Start with the highest-impact for your bottleneck (see decision tree above). Add others incrementally while monitoring accuracy and latency. A common starting point: request batching + KV caching + prompt caching. Add tensor parallelism or quantization only if needed.
How do I choose between tensor parallelism and pipeline parallelism?

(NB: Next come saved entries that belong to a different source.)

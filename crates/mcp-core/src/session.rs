//! Session lifecycle management.
//!
//! A session is created exactly once, by the engine, in response to the
//! first `initialize` request on a connection, and is immutable after
//! creation — there is no client-info update path, only end-and-recreate.

use std::collections::HashMap;
use std::sync::Arc;

use chrono::{DateTime, Utc};
use serde_json::Value;
use tokio::sync::{broadcast, RwLock};
use uuid::Uuid;

/// Opaque tag a transport assigns to one physical connection.
pub type TransportId = Uuid;

/// A session identifier. Unique for the lifetime of the process.
pub type SessionId = Uuid;

/// A logical client attachment.
#[derive(Debug, Clone)]
pub struct Session {
    pub id: SessionId,
    pub connected_at: DateTime<Utc>,
    pub client_info: Value,
    pub protocol_version: String,
}

/// Published when a session is created or ended, for the engine's
/// disconnect-driven operation cleanup and any external observability hook.
#[derive(Debug, Clone)]
pub enum SessionEvent {
    Connected(SessionId),
    Disconnected(SessionId),
}

/// Tracks active sessions and the transport connections bound to them.
pub struct SessionManager {
    sessions: RwLock<HashMap<SessionId, Arc<Session>>>,
    transport_bindings: RwLock<HashMap<TransportId, SessionId>>,
    events: broadcast::Sender<SessionEvent>,
}

impl SessionManager {
    #[must_use]
    pub fn new() -> Self {
        let (events, _) = broadcast::channel(256);
        Self {
            sessions: RwLock::new(HashMap::new()),
            transport_bindings: RwLock::new(HashMap::new()),
            events,
        }
    }

    /// Allocate a fresh session and publish a connect event synchronously to
    /// subscribers.
    pub async fn create(&self, client_info: Value, protocol_version: impl Into<String>) -> Arc<Session> {
        let session = Arc::new(Session {
            id: Uuid::new_v4(),
            connected_at: Utc::now(),
            client_info,
            protocol_version: protocol_version.into(),
        });

        self.sessions.write().await.insert(session.id, session.clone());
        tracing::info!(session_id = %session.id, "session created");
        let _ = self.events.send(SessionEvent::Connected(session.id));
        session
    }

    /// Bind a transport connection to a session, many-to-one.
    pub async fn map_transport(&self, transport_id: TransportId, session_id: SessionId) {
        self.transport_bindings.write().await.insert(transport_id, session_id);
    }

    /// End a session: removes it and every transport binding pointing to it,
    /// and publishes a disconnect event. Idempotent.
    pub async fn end(&self, session_id: SessionId) {
        let removed = self.sessions.write().await.remove(&session_id).is_some();
        if !removed {
            return;
        }

        self.transport_bindings.write().await.retain(|_, sid| *sid != session_id);
        tracing::info!(session_id = %session_id, "session ended");
        let _ = self.events.send(SessionEvent::Disconnected(session_id));
    }

    pub async fn get(&self, session_id: SessionId) -> Option<Arc<Session>> {
        self.sessions.read().await.get(&session_id).cloned()
    }

    pub async fn get_by_transport(&self, transport_id: TransportId) -> Option<Arc<Session>> {
        let session_id = *self.transport_bindings.read().await.get(&transport_id)?;
        self.get(session_id).await
    }

    pub async fn session_count(&self) -> usize {
        self.sessions.read().await.len()
    }

    /// Subscribe to connect/disconnect events. A bounded, drop-oldest buffer;
    /// lagging subscribers see a `RecvError::Lagged` rather than blocking the
    /// publisher.
    pub fn subscribe_events(&self) -> broadcast::Receiver<SessionEvent> {
        self.events.subscribe()
    }
}

impl Default for SessionManager {
    fn default() -> Self {
        Self::new()
    }
}

#[cfg(test)]
mod tests {
    use super::*;

    #[tokio::test]
    async fn create_then_get_round_trips() {
        let mgr = SessionManager::new();
        let session = mgr.create(serde_json::json!({"name": "x"}), "2025-03-26").await;

        let found = mgr.get(session.id).await;
        assert!(found.is_some());
        assert_eq!(found.unwrap().protocol_version, "2025-03-26");
    }

    #[tokio::test]
    async fn end_is_idempotent_and_removes_transport_bindings() {
        let mgr = SessionManager::new();
        let session = mgr.create(serde_json::json!({}), "2025-03-26").await;
        let transport_id = Uuid::new_v4();
        mgr.map_transport(transport_id, session.id).await;

        assert!(mgr.get_by_transport(transport_id).await.is_some());

        mgr.end(session.id).await;
        assert!(mgr.get(session.id).await.is_none());
        assert!(mgr.get_by_transport(transport_id).await.is_none());

        // Ending an unknown/already-ended session is a no-op, not an error.
        mgr.end(session.id).await;
    }

    #[tokio::test]
    async fn ending_one_session_does_not_accept_further_messages_for_it() {
        let mgr = SessionManager::new();
        let session = mgr.create(serde_json::json!({}), "2025-03-26").await;
        let id = session.id;
        mgr.end(id).await;

        // For all sessions s, after end(s) returns, no further lookup by s succeeds.
        assert!(mgr.get(id).await.is_none());
    }

    #[tokio::test]
    async fn connect_and_disconnect_events_are_published() {
        let mgr = SessionManager::new();
        let mut events = mgr.subscribe_events();

        let session = mgr.create(serde_json::json!({}), "2025-03-26").await;
        match events.recv().await.unwrap() {
            SessionEvent::Connected(id) => assert_eq!(id, session.id),
            other => panic!("unexpected event: {other:?}"),
        }

        mgr.end(session.id).await;
        match events.recv().await.unwrap() {
            SessionEvent::Disconnected(id) => assert_eq!(id, session.id),
            other => panic!("unexpected event: {other:?}"),
        }
    }
}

Tensor parallelism is faster for inference (lower communication overhead). Pipeline parallelism is slower but allows splitting across nodes. For a single machine: use tensor parallelism. For multiple machines: use pipeline parallelism (or distributed tensor parallelism).
Can I dynamically change batch size based on queue length?
Yes, but it is complex. vLLM's scheduler already does adaptive batching (requests join/leave batches dynamically). Changing max_num_batched_tokens or max_num_seqs at runtime requires reloading the model.
How do I debug if my fully-optimized stack is still slow?
Profile at each layer: measure TTFT before/after batching, before/after caching, before/after quantization. Use NVIDIA Nsys to identify GPU bottlenecks (compute vs. memory-bound). Check that all optimizations are actually enabled (common mistake: forgetting to set enable_prefix_caching=True).